[PROBLEM DETAILS] Below are records; quote them exactly from the first line through the line that contains "the audit trail.".

[GIVEN DATA]
○ ○ ○ ○ ○ ○ ○
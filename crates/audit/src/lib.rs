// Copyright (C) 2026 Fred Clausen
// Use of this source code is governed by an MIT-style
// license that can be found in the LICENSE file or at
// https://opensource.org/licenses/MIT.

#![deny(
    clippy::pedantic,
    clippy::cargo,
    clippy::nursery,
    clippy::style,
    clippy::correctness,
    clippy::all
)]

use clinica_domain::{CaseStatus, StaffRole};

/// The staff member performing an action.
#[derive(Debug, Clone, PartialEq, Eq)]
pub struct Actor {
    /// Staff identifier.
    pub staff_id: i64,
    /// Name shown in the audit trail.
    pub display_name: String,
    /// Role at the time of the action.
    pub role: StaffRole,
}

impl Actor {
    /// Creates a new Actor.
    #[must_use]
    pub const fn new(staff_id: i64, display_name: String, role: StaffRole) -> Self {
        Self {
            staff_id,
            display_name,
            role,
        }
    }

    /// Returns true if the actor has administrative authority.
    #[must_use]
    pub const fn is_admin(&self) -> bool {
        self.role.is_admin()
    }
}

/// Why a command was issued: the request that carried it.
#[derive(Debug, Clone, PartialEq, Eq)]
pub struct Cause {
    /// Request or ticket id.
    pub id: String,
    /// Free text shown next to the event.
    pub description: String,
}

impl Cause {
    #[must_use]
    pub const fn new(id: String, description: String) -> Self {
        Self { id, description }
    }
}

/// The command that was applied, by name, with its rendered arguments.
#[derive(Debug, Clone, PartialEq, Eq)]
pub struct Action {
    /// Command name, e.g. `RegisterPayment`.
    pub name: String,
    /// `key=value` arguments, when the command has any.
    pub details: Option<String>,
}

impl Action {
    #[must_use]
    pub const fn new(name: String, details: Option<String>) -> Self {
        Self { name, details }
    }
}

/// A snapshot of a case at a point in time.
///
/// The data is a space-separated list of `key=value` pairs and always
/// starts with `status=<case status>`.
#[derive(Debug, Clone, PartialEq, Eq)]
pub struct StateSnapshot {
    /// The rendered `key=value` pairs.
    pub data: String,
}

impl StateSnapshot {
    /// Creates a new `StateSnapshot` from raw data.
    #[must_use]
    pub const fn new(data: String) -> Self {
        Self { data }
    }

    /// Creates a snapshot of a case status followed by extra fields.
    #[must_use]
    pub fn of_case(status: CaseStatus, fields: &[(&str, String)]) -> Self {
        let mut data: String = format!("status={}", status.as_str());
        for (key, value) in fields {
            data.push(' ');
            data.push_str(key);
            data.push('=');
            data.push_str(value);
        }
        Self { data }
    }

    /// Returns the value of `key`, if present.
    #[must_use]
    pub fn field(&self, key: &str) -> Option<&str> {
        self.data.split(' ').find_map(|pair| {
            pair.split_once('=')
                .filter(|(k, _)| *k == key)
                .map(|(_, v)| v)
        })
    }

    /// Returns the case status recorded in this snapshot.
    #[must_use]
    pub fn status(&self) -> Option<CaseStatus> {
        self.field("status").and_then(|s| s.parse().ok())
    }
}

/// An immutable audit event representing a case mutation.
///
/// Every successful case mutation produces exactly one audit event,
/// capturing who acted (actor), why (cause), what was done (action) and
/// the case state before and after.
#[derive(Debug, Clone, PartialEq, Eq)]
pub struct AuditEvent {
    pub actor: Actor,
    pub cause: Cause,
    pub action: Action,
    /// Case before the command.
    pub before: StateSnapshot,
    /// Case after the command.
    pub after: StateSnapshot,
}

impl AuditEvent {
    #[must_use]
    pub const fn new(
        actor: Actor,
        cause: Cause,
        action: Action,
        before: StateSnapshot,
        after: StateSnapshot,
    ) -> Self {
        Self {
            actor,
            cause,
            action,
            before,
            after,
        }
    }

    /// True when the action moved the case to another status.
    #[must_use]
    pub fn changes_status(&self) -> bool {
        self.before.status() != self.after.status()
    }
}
○ ○ ○ ○ ○ ○ ○
[RESULT OF THIS TASK]
filename crates/audit/src/lib.rs
// Copyright (C) 2026 Fred Clausen
// Use of this source code is governed by an MIT-style
// license that can be found in the LICENSE file or at
// https://opensource.org/licenses/MIT.

#![deny(
    clippy::pedantic,
    clippy::cargo,
    clippy::nursery,
    clippy::style,
    clippy::correctness,
    clippy::all
)]

use clinica_domain::{CaseStatus, StaffRole};

/// The staff member performing an action.
#[derive(Debug, Clone, PartialEq, Eq)]
pub struct Actor {
    /// Staff identifier.
    pub staff_id: i64,
    /// Name shown in the audit trail.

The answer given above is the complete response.